Penulis, Nurmawan Pakaya
Pagi itu, langit di atas Bandara Soekarno-Hatta cerah tak biasa. Terminal 2F yang biasanya menjadi tempat pertemuan pesawat dan penumpang, hari itu menjelma menjadi panggung sejarah baru. Presiden Prabowo Subianto meresmikan Terminal Khusus Haji dan Umrah—simbol transformasi besar pelayanan ibadah di Indonesia, lengkap dengan sistem fast track imigrasi Arab Saudi.
Namun, di balik kemegahan acara dan canggihnya sistem yang diperkenalkan, ada satu peristiwa kecil yang menyentuh hati banyak orang: Menteri Sekretaris Negara, Prasetyo Hadi, secara sigap menghampiri seorang jemaah lansia dan dengan refleks menarikkan kursi untuknya. Tak banyak kata.
Tak ada sorotan kamera yang diminta. Hanya sebuah tindakan sederhana, tapi penuh makna: bahwa melayani tamu Allah adalah kehormatan. Momen itu menjadi simbol empati dan keteladanan. Bahwa di tengah deretan pejabat tinggi negara dan lantunan sambutan resmi, masih ada ruang untuk kasih, kepedulian, dan penghormatan tulus.
“Mereka adalah tamu Allah,” ujar Presiden Prabowo dalam sambutannya.
“Dan tugas kita sebagai bangsa adalah melayani mereka dengan sebaik-baiknya.”
Terminal baru ini bukan hanya soal fasilitas. Ia adalah tempat pertama di mana ibadah dimulai. Di dalamnya tersedia masjid luas, ruang manasik, lounge lansia, area makanan halal, dan sistem digital terpadu. Semua didesain agar jemaah bisa memulai perjalanannya dalam kondisi tenang, tidak kelelahan, dan penuh rasa syukur.
Sistem fast track menjadikan Indonesia satu langkah lebih maju. Proses visa dan keimigrasian dilakukan penuh di dalam negeri. Sesampainya di Tanah Suci, jemaah bisa langsung beristirahat atau beribadah—tanpa antre, tanpa stres.
Pemerintah pun menargetkan pengembangan layanan ini ke berbagai bandara embarkasi lainnya seperti Surabaya, Medan, dan Makassar.

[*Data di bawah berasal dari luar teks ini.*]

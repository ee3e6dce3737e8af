pub mod dna;
pub mod protein;

use bit_set::BitSet;
use std::borrow::Borrow;

/// A set of accepted byte symbols.
#[derive(Default, Clone, Eq, PartialEq, Hash, Debug)]
pub struct Alphabet {
    pub symbols: BitSet,
}

impl Alphabet {
    pub fn new<C, T>(symbols: T) -> Self
    where
        C: Borrow<u8>,
        T: IntoIterator<Item = C>,
    {
        let mut s = BitSet::new();
        s.extend(symbols.into_iter().map(|c| *c.borrow() as usize));

        Alphabet { symbols: s }
    }

    #[inline]
    pub fn contains(&self, a: u8) -> bool {
        self.symbols.contains(a as usize)
    }

    /// Position and value of the first symbol outside the alphabet.
    /// ASCII whitespace is not a symbol and is passed over.
    pub fn first_invalid(&self, text: &[u8]) -> Option<(usize, u8)> {
        text.iter()
            .enumerate()
            .find(|(_, &b)| !b.is_ascii_whitespace() && !self.contains(b))
            .map(|(pos, &b)| (pos, b))
    }

    pub fn union(&self, others: &Alphabet) -> Self {
        Alphabet {
            symbols: self.symbols.union(&others.symbols).collect(),
        }
    }

    /// Accepted symbols in ascending byte order.
    pub fn symbols(&self) -> impl Iterator<Item = u8> + '_ {
        self.symbols.iter().map(|s| s as u8)
    }
}

#[cfg(test)]
mod tests {
    use super::*;

    #[test]
    fn test_alphabet_eq() {
        assert_eq!(Alphabet::new(b"ATCG"), Alphabet::new(b"ATCG"));
        assert_eq!(Alphabet::new(b"ATCG"), Alphabet::new(b"TAGC"));
        assert_ne!(Alphabet::new(b"ATCG"), Alphabet::new(b"ATC"));
    }

    #[test]
    fn test_first_invalid() {
        let alphabet = Alphabet::new(b"ACGT");
        assert_eq!(alphabet.first_invalid(b"ACGT"), None);
        assert_eq!(alphabet.first_invalid(b"AC\n GT"), None);
        assert_eq!(alphabet.first_invalid(b"ACXT"), Some((2, b'X')));
        assert_eq!(alphabet.first_invalid(b"A C-T"), Some((3, b'-')));
    }

    #[test]
    fn test_union() {
        let merged = Alphabet::new(b"AC").union(&Alphabet::new(b"GT"));
        assert_eq!(merged, Alphabet::new(b"ACGT"));
        assert_eq!(merged.symbols().collect::<Vec<_>>(), b"ACGT");
    }
}
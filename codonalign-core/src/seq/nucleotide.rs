use std::fmt;
use std::sync::LazyLock;

/// IUPAC nucleotide code. `U` is folded into `T` on input.
#[derive(Clone, Copy, Debug, PartialEq, Eq, PartialOrd, Ord, Hash)]
#[repr(u8)]
pub enum Nucleotide {
    A,
    C,
    G,
    T,
    /// A or G
    R,
    /// C or T
    Y,
    /// G or C
    S,
    /// A or T
    W,
    /// G or T
    K,
    /// A or C
    M,
    /// not A
    B,
    /// not C
    D,
    /// not G
    H,
    /// not T
    V,
    N,
}

pub const NUCLEOTIDE_COUNT: usize = 15;

const SYMBOLS: &[u8; NUCLEOTIDE_COUNT] = b"ACGTRYSWKMBDHVN";

static NUCLEOTIDE_INDEX: LazyLock<[u8; 256]> = LazyLock::new(|| {
    let mut map = [255u8; 256];
    for (i, &b) in SYMBOLS.iter().enumerate() {
        map[b as usize] = i as u8;
        map[b.to_ascii_lowercase() as usize] = i as u8;
    }
    map[b'U' as usize] = map[b'T' as usize];
    map[b'u' as usize] = map[b't' as usize];
    map
});

impl Nucleotide {
    pub const ALL: [Nucleotide; NUCLEOTIDE_COUNT] = [
        Nucleotide::A,
        Nucleotide::C,
        Nucleotide::G,
        Nucleotide::T,
        Nucleotide::R,
        Nucleotide::Y,
        Nucleotide::S,
        Nucleotide::W,
        Nucleotide::K,
        Nucleotide::M,
        Nucleotide::B,
        Nucleotide::D,
        Nucleotide::H,
        Nucleotide::V,
        Nucleotide::N,
    ];

    #[inline]
    pub fn from_byte(b: u8) -> Option<Self> {
        match NUCLEOTIDE_INDEX[b as usize] {
            255 => None,
            idx => Some(Self::ALL[idx as usize]),
        }
    }

    #[inline]
    pub fn as_byte(self) -> u8 {
        SYMBOLS[self as usize]
    }

    #[inline]
    pub fn code(self) -> usize {
        self as usize
    }

    /// The unambiguous bases this code stands for.
    pub fn resolve(self) -> &'static [Nucleotide] {
        use Nucleotide::*;
        match self {
            A => &[A],
            C => &[C],
            G => &[G],
            T => &[T],
            R => &[A, G],
            Y => &[C, T],
            S => &[C, G],
            W => &[A, T],
            K => &[G, T],
            M => &[A, C],
            B => &[C, G, T],
            D => &[A, G, T],
            H => &[A, C, T],
            V => &[A, C, G],
            N => &[A, C, G, T],
        }
    }

    #[inline]
    pub fn is_unambiguous(self) -> bool {
        (self as u8) < 4
    }

    #[inline]
    pub fn is_fully_ambiguous(self) -> bool {
        self == Nucleotide::N
    }
}

impl fmt::Display for Nucleotide {
    fn fmt(&self, f: &mut fmt::Formatter<'_>) -> fmt::Result {
        write!(f, "{}", self.as_byte() as char)
    }
}

pub fn nucleotides_to_string(nas: &[Nucleotide]) -> String {
    nas.iter().map(|na| na.as_byte() as char).collect()
}
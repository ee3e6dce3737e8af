use vector_map::VecMap;

use crate::error::{AlignError, AlignResult};

/// Additive adjustment to the gap opening score at one reference residue.
/// Positive values make an indel at that residue cheaper.
#[derive(Clone, Copy, Debug, Default, PartialEq, Eq)]
pub struct PositionalIndelScore {
    pub insertion: i32,
    pub deletion: i32,
}

/// Scoring parameters for one gene. Penalties are non-negative and are
/// negated when turned into scores.
#[derive(Clone, Debug)]
pub struct AlignmentProfile {
    pub stop_codon_penalty: i32,
    pub gap_opening_penalty: i32,
    pub gap_extension_penalty: i32,
    /// Keyed by 1-based reference residue position.
    pub positional_indel_scores: VecMap<usize, PositionalIndelScore>,
}

impl Default for AlignmentProfile {
    fn default() -> Self {
        Self {
            stop_codon_penalty: 4,
            gap_opening_penalty: 10,
            gap_extension_penalty: 2,
            positional_indel_scores: VecMap::new(),
        }
    }
}

impl AlignmentProfile {
    pub fn new(
        stop_codon_penalty: i32,
        gap_opening_penalty: i32,
        gap_extension_penalty: i32,
    ) -> AlignResult<Self> {
        let profile = Self {
            stop_codon_penalty,
            gap_opening_penalty,
            gap_extension_penalty,
            positional_indel_scores: VecMap::new(),
        };
        profile.validate()?;
        Ok(profile)
    }

    pub fn with_positional_indel_score(
        mut self,
        position: usize,
        score: PositionalIndelScore,
    ) -> Self {
        self.positional_indel_scores.insert(position, score);
        self
    }

    pub fn positional_indel_score(&self, position: usize) -> PositionalIndelScore {
        self.positional_indel_scores
            .get(&position)
            .copied()
            .unwrap_or_default()
    }

    pub fn validate(&self) -> AlignResult<()> {
        let checks = [
            ("stop_codon_penalty", self.stop_codon_penalty),
            ("gap_opening_penalty", self.gap_opening_penalty),
            ("gap_extension_penalty", self.gap_extension_penalty),
        ];
        for (name, value) in checks {
            if value < 0 {
                return Err(AlignError::InvalidScoring {
                    msg: format!("{name} must be >= 0 (got {value})"),
                });
            }
        }
        Ok(())
    }
}
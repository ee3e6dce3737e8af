//! Codon-aware three-state fill. `n` indexes the read (rows of the inner
//! loop), `a` indexes the reference (outer loop).

use std::mem;

use log::debug;

use super::matrix::{plus, CellIndex, MatrixLayout, ScoreMatrices, State, NEG_INF};
use crate::error::AlignResult;
use crate::scoring::{validate_policy, GapKind, ScoringPolicy};
use crate::seq::{AminoAcid, Codon, Nucleotide};

use crate::seq::Nucleotide::N;

/// Running maximum over candidate transitions.
struct Pick {
    score: i32,
    from: CellIndex,
}

impl Pick {
    #[inline]
    fn new(score: i32, from: CellIndex) -> Self {
        Self { score, from }
    }

    /// Replace on strict improvement.
    #[inline]
    fn above(&mut self, score: i32, from: CellIndex) {
        if score > self.score {
            self.score = score;
            self.from = from;
        }
    }

    /// Replace on improvement or tie.
    #[inline]
    fn at_least(&mut self, score: i32, from: CellIndex) {
        if score >= self.score {
            self.score = score;
            self.from = from;
        }
    }
}

/// Fill all three matrices for `nas` against `aas`.
///
/// Fails before touching the arena when the matrix would not fit 32-bit
/// indices or when the policy returns a positive gap score. Scores of
/// reachable cells saturate at `MIN_REACHABLE` and `i32::MAX`.
pub fn fill<P: ScoringPolicy + ?Sized>(
    nas: &[Nucleotide],
    aas: &[AminoAcid],
    policy: &P,
) -> AlignResult<ScoreMatrices> {
    let layout = MatrixLayout::new(nas.len(), aas.len())?;
    validate_policy(policy, aas.len())?;
    debug!(
        "fill: {} nucleotides x {} residues ({} cells)",
        nas.len(),
        aas.len(),
        layout.cell_count()
    );

    let ln = nas.len();
    let la = aas.len();
    let mut m = ScoreMatrices::new(layout);
    let origin = layout.origin();
    // Candidate sums are taken in i64 and clamped by `plus`.
    let open = |a: usize, kind: GapKind| i64::from(policy.gap_opening_score(a, kind));
    let extend = |a: usize, kind: GapKind| i64::from(policy.gap_extension_score(a, kind));

    // Previous and current `a` columns of GENERAL and DEL scores.
    let mut g_prev = vec![NEG_INF; ln + 1];
    let mut d_prev = vec![NEG_INF; ln + 1];
    let mut g_cur = vec![NEG_INF; ln + 1];
    let mut d_cur = vec![NEG_INF; ln + 1];
    let mut best_score = NEG_INF;

    for a in 0..=la {
        // INS(n-1, a)
        let mut ins_prev = NEG_INF;

        for n in 0..=ln {
            let ins_idx = layout.index(State::Ins, n, a);
            let del_idx = layout.index(State::Del, n, a);
            let gen_idx = layout.index(State::General, n, a);

            // INS
            let ins = if n == 0 {
                if a > 0 {
                    Pick::new(plus(0, open(a, GapKind::Insertion)), origin)
                } else {
                    Pick::new(NEG_INF, origin)
                }
            } else {
                let q = open(a, GapKind::Insertion);
                let r = extend(a, GapKind::Insertion);
                // ties favour continuing the run
                let mut pick = Pick::new(plus(ins_prev, r), layout.index(State::Ins, n - 1, a));
                pick.above(plus(g_cur[n - 1], q + r), layout.index(State::General, n - 1, a));
                pick
            };
            m.set(ins_idx, ins.score, Some(ins.from));
            ins_prev = ins.score;

            // DEL
            let del = if n == 0 {
                Pick::new(NEG_INF, origin)
            } else if a == 0 {
                Pick::new(plus(0, open(0, GapKind::Deletion)), origin)
            } else {
                let q = open(a, GapKind::Deletion);
                let r0 = extend(a, GapKind::Deletion);
                let r1 = extend(a - 1, GapKind::Deletion);
                let x = nas[n - 1];
                let reference = aas[a - 1];
                let sub = |codon: Codon| i64::from(policy.substitution_score(a, codon, reference));

                let mut pick = Pick::new(plus(d_prev[n], 3 * r1), layout.index(State::Del, n, a - 1));
                pick.above(
                    plus(g_prev[n], q + 3 * r0),
                    layout.index(State::General, n, a - 1),
                );
                let diag = layout.index(State::General, n - 1, a - 1);
                pick.above(
                    plus(g_prev[n - 1], sub(Codon::new(x, N, N)) + q + 2 * r0),
                    diag,
                );
                pick.above(
                    plus(g_prev[n - 1], sub(Codon::new(N, x, N)) + 2 * q + 2 * r0),
                    diag,
                );
                if n > 1 {
                    let w = nas[n - 2];
                    pick.at_least(
                        plus(d_prev[n - 1], sub(Codon::new(N, x, N)) + q + 2 * r0),
                        layout.index(State::Del, n - 1, a - 1),
                    );
                    pick.at_least(
                        plus(g_prev[n - 2], sub(Codon::new(w, x, N)) + q + r0),
                        layout.index(State::General, n - 2, a - 1),
                    );
                }
                pick
            };
            m.set(del_idx, del.score, Some(del.from));
            d_cur[n] = del.score;

            // GENERAL
            let general = if n == 0 || a == 0 {
                Pick::new(0, origin)
            } else {
                let q = open(a, GapKind::Deletion);
                let r = extend(a, GapKind::Deletion);
                let x = nas[n - 1];
                let reference = aas[a - 1];
                let sub = |codon: Codon| i64::from(policy.substitution_score(a, codon, reference));

                let mut pick = Pick::new(
                    plus(g_prev[n - 1], sub(Codon::new(N, N, x)) + q + 2 * r),
                    layout.index(State::General, n - 1, a - 1),
                );
                if n > 1 {
                    let w = nas[n - 2];
                    let two_back = layout.index(State::General, n - 2, a - 1);
                    pick.above(plus(g_prev[n - 2], sub(Codon::new(w, N, x)) + q + r), two_back);
                    pick.above(plus(g_prev[n - 2], sub(Codon::new(N, w, x)) + q + r), two_back);
                    pick.at_least(
                        plus(d_prev[n - 1], sub(Codon::new(N, N, x)) + 2 * r),
                        layout.index(State::Del, n - 1, a - 1),
                    );
                    if n > 2 {
                        let v = nas[n - 3];
                        pick.above(
                            plus(g_prev[n - 3], sub(Codon::new(v, w, x))),
                            layout.index(State::General, n - 3, a - 1),
                        );
                        pick.at_least(
                            plus(d_prev[n - 2], sub(Codon::new(N, w, x)) + r),
                            layout.index(State::Del, n - 2, a - 1),
                        );
                    }
                }
                pick.at_least(ins.score, ins_idx);
                pick.at_least(del.score, del_idx);
                pick
            };
            let from = (gen_idx != origin).then_some(general.from);
            m.set(gen_idx, general.score, from);
            g_cur[n] = general.score;

            if general.score >= best_score {
                best_score = general.score;
                m.best = gen_idx;
            }
        }

        mem::swap(&mut g_prev, &mut g_cur);
        mem::swap(&mut d_prev, &mut d_cur);
    }

    debug!(
        "fill: best score {} at (n={}, a={})",
        best_score,
        m.best_position().0,
        m.best_position().1
    );
    Ok(m)
}
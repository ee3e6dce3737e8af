//! Codon-aware alignment of nucleotide reads against protein references.
//!
//! ```
//! use codonalign_core::align::align;
//! use codonalign_core::scoring::{AlignmentProfile, GeneralScoring};
//! use codonalign_core::seq::{read_amino_acids, read_nucleotides};
//!
//! let scoring = GeneralScoring::new(AlignmentProfile::default()).unwrap();
//! let nas = read_nucleotides(b"ATG").unwrap();
//! let aas = read_amino_acids(b"M").unwrap();
//! let report = align(&nas, &aas, &scoring).unwrap();
//! assert_eq!(report.mutations[0].control, ":::");
//! ```

#[macro_use]
mod par;

pub mod align;
pub mod alphabets;
pub mod error;
pub mod scoring;
pub mod seq;

pub use error::{AlignError, AlignResult};
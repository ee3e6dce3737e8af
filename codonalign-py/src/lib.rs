use pyo3::prelude::*;

mod align;
mod report;
mod utils;

#[pymodule]
fn _native(_py: Python<'_>, m: &Bound<'_, PyModule>) -> PyResult<()> {
    align::register(m)?;
    report::register(m)?;
    Ok(())
}
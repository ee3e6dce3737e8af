//! Flat score/backpointer arena over `(state, n, a)`.
//!
//! Layout: `a` varies fastest, then `n`, then state. [`MatrixLayout`] is the
//! only place offsets are computed.

use std::fmt;

use crate::error::{AlignError, AlignResult};

/// Score of an unreachable cell. Adding anything to it yields it again.
pub const NEG_INF: i32 = i32::MIN;

/// Lowest score a reachable cell can hold.
pub const MIN_REACHABLE: i32 = NEG_INF + 1;

/// `score + delta`, clamped to `MIN_REACHABLE..=i32::MAX` unless `score`
/// is unreachable.
#[inline]
pub(crate) fn plus(score: i32, delta: i64) -> i32 {
    if score == NEG_INF {
        NEG_INF
    } else {
        (i64::from(score) + delta).clamp(i64::from(MIN_REACHABLE), i64::from(i32::MAX)) as i32
    }
}

#[derive(Clone, Copy, Debug, PartialEq, Eq, Hash)]
pub enum State {
    General,
    Ins,
    Del,
}

impl State {
    pub const ALL: [State; 3] = [State::General, State::Ins, State::Del];

    #[inline]
    fn ordinal(self) -> usize {
        match self {
            State::General => 0,
            State::Ins => 1,
            State::Del => 2,
        }
    }

    pub fn name(self) -> &'static str {
        match self {
            State::General => "GENERAL",
            State::Ins => "INS",
            State::Del => "DEL",
        }
    }
}

impl fmt::Display for State {
    fn fmt(&self, f: &mut fmt::Formatter<'_>) -> fmt::Result {
        f.write_str(self.name())
    }
}

#[derive(Clone, Copy, Debug, PartialEq, Eq, PartialOrd, Ord, Hash)]
pub struct CellIndex(u32);

impl CellIndex {
    #[inline]
    pub fn get(self) -> usize {
        self.0 as usize
    }
}

/// Dimensions of the arena: `nucleotides` is `Ln`, `residues` is `La`.
#[derive(Clone, Copy, Debug, PartialEq, Eq)]
pub struct MatrixLayout {
    nucleotides: usize,
    residues: usize,
}

impl MatrixLayout {
    pub fn new(nucleotides: usize, residues: usize) -> AlignResult<Self> {
        let cells = 3u128 * (nucleotides as u128 + 1) * (residues as u128 + 1);
        if cells > u32::MAX as u128 {
            return Err(AlignError::MatrixTooLarge { cells });
        }
        Ok(Self {
            nucleotides,
            residues,
        })
    }

    pub fn nucleotides(&self) -> usize {
        self.nucleotides
    }

    pub fn residues(&self) -> usize {
        self.residues
    }

    /// Cells per state.
    #[inline]
    pub fn plane_len(&self) -> usize {
        (self.nucleotides + 1) * (self.residues + 1)
    }

    pub fn cell_count(&self) -> usize {
        3 * self.plane_len()
    }

    #[inline]
    pub fn index(&self, state: State, n: usize, a: usize) -> CellIndex {
        debug_assert!(n <= self.nucleotides && a <= self.residues);
        let idx = (self.residues + 1) * (n + state.ordinal() * (self.nucleotides + 1)) + a;
        CellIndex(idx as u32)
    }

    /// Inverse of [`MatrixLayout::index`]: `(state, n, a)`.
    #[inline]
    pub fn cell(&self, idx: CellIndex) -> (State, usize, usize) {
        let idx = idx.get();
        let a = idx % (self.residues + 1);
        let rest = idx / (self.residues + 1);
        let n = rest % (self.nucleotides + 1);
        (State::ALL[rest / (self.nucleotides + 1)], n, a)
    }

    /// Index of `(n, a)` within one state plane; orders positions regardless of state.
    #[inline]
    pub fn position_index(&self, idx: CellIndex) -> usize {
        idx.get() % self.plane_len()
    }

    pub fn origin(&self) -> CellIndex {
        self.index(State::General, 0, 0)
    }
}

/// Filled matrices for one alignment plus the best `GENERAL` cell.
#[derive(Clone, Debug, PartialEq, Eq)]
pub struct ScoreMatrices {
    pub(crate) layout: MatrixLayout,
    pub(crate) scores: Vec<i32>,
    pub(crate) backpointers: Vec<Option<CellIndex>>,
    pub(crate) best: CellIndex,
}

impl ScoreMatrices {
    pub(crate) fn new(layout: MatrixLayout) -> Self {
        let cells = layout.cell_count();
        Self {
            layout,
            scores: vec![NEG_INF; cells],
            backpointers: vec![None; cells],
            best: layout.origin(),
        }
    }

    #[inline]
    pub(crate) fn set(&mut self, idx: CellIndex, score: i32, from: Option<CellIndex>) {
        self.scores[idx.get()] = score;
        self.backpointers[idx.get()] = if score == NEG_INF { None } else { from };
    }

    pub fn layout(&self) -> &MatrixLayout {
        &self.layout
    }

    #[inline]
    pub fn score_at(&self, idx: CellIndex) -> i32 {
        self.scores[idx.get()]
    }

    #[inline]
    pub fn backpointer_at(&self, idx: CellIndex) -> Option<CellIndex> {
        self.backpointers[idx.get()]
    }

    pub fn score(&self, state: State, n: usize, a: usize) -> i32 {
        self.score_at(self.layout.index(state, n, a))
    }

    pub fn backpointer(&self, state: State, n: usize, a: usize) -> Option<CellIndex> {
        self.backpointer_at(self.layout.index(state, n, a))
    }

    pub fn is_reachable(&self, state: State, n: usize, a: usize) -> bool {
        self.score(state, n, a) != NEG_INF
    }

    pub fn best(&self) -> CellIndex {
        self.best
    }

    /// `(n, a)` of the best `GENERAL` cell.
    pub fn best_position(&self) -> (usize, usize) {
        let (_, n, a) = self.layout.cell(self.best);
        (n, a)
    }

    pub fn best_score(&self) -> i32 {
        self.score_at(self.best)
    }

    /// Cells holding a backpointer.
    pub fn visited_cells(&self) -> usize {
        self.backpointers.iter().filter(|bp| bp.is_some()).count()
    }
}

#[cfg(test)]
mod tests {
    use super::*;

    #[test]
    fn index_roundtrip() {
        let layout = MatrixLayout::new(4, 2).unwrap();
        for state in State::ALL {
            for n in 0..=4 {
                for a in 0..=2 {
                    let idx = layout.index(state, n, a);
                    assert_eq!(layout.cell(idx), (state, n, a));
                }
            }
        }
        assert_eq!(layout.index(State::Del, 4, 2).get(), layout.cell_count() - 1);
    }

    #[test]
    fn a_varies_fastest() {
        let layout = MatrixLayout::new(3, 5).unwrap();
        assert_eq!(layout.index(State::General, 0, 1).get(), 1);
        assert_eq!(layout.index(State::General, 1, 0).get(), 6);
        assert_eq!(layout.index(State::Ins, 0, 0).get(), 24);
        assert_eq!(
            layout.position_index(layout.index(State::Del, 2, 3)),
            layout.position_index(layout.index(State::General, 2, 3))
        );
    }

    #[test]
    fn oversized_layout_rejected() {
        let err = MatrixLayout::new(1 << 20, 1 << 12).unwrap_err();
        assert!(matches!(err, AlignError::MatrixTooLarge { .. }));
    }

    #[test]
    fn neg_inf_absorbs() {
        assert_eq!(plus(NEG_INF, 10), NEG_INF);
        assert_eq!(plus(NEG_INF, -10), NEG_INF);
        assert_eq!(plus(-3, -4), -7);
        assert_eq!(plus(-5, i64::from(i32::MIN) * 4), MIN_REACHABLE);
        assert_eq!(plus(i32::MAX - 1, 10), i32::MAX);
        assert_eq!(State::Del.to_string(), "DEL");
    }
}
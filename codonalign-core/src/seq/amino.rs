use std::fmt;

/// Reference residue: the 20 standard amino acids, unknown (`X`) and stop (`*`).
#[derive(Clone, Copy, Debug, PartialEq, Eq, PartialOrd, Ord, Hash)]
#[repr(u8)]
pub enum AminoAcid {
    A,
    R,
    N,
    D,
    C,
    Q,
    E,
    G,
    H,
    I,
    L,
    K,
    M,
    F,
    P,
    S,
    T,
    W,
    Y,
    V,
    Unknown,
    Stop,
}

pub const AMINO_ACID_COUNT: usize = 22;

const SYMBOLS: &[u8; AMINO_ACID_COUNT] = b"ARNDCQEGHILKMFPSTWYVX*";

impl AminoAcid {
    pub const ALL: [AminoAcid; AMINO_ACID_COUNT] = [
        AminoAcid::A,
        AminoAcid::R,
        AminoAcid::N,
        AminoAcid::D,
        AminoAcid::C,
        AminoAcid::Q,
        AminoAcid::E,
        AminoAcid::G,
        AminoAcid::H,
        AminoAcid::I,
        AminoAcid::L,
        AminoAcid::K,
        AminoAcid::M,
        AminoAcid::F,
        AminoAcid::P,
        AminoAcid::S,
        AminoAcid::T,
        AminoAcid::W,
        AminoAcid::Y,
        AminoAcid::V,
        AminoAcid::Unknown,
        AminoAcid::Stop,
    ];

    pub fn from_byte(b: u8) -> Option<Self> {
        let upper = b.to_ascii_uppercase();
        SYMBOLS
            .iter()
            .position(|&s| s == upper)
            .map(|idx| Self::ALL[idx])
    }

    #[inline]
    pub fn as_byte(self) -> u8 {
        SYMBOLS[self as usize]
    }

    /// Row/column of this residue in the substitution table.
    #[inline]
    pub fn index(self) -> usize {
        self as usize
    }
}

impl fmt::Display for AminoAcid {
    fn fmt(&self, f: &mut fmt::Formatter<'_>) -> fmt::Result {
        write!(f, "{}", self.as_byte() as char)
    }
}

pub fn amino_acids_to_string(aas: &[AminoAcid]) -> String {
    aas.iter().map(|aa| aa.as_byte() as char).collect()
}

Namun, terlepas dari semua rencana besar itu, yang paling mengesankan adalah kehadiran negara dalam bentuk yang paling manusiawi: perhatian. Dan di pagi itu, ketika seorang jemaah lansia akhirnya bisa duduk dengan nyaman, dibantu oleh seorang Menteri, kita diingatkan bahwa inti dari pelayanan publik adalah kemuliaan dalam pengabdian.
Pada akhirnya terminal ini bukan sekadar tempat keberangkatan. Tapi adalah simbol bahwa negara, dalam wajah barunya, siap menjadi pelayan ibadah—dengan teknologi, dengan kebijakan, dan dengan kasih sayang. Salam.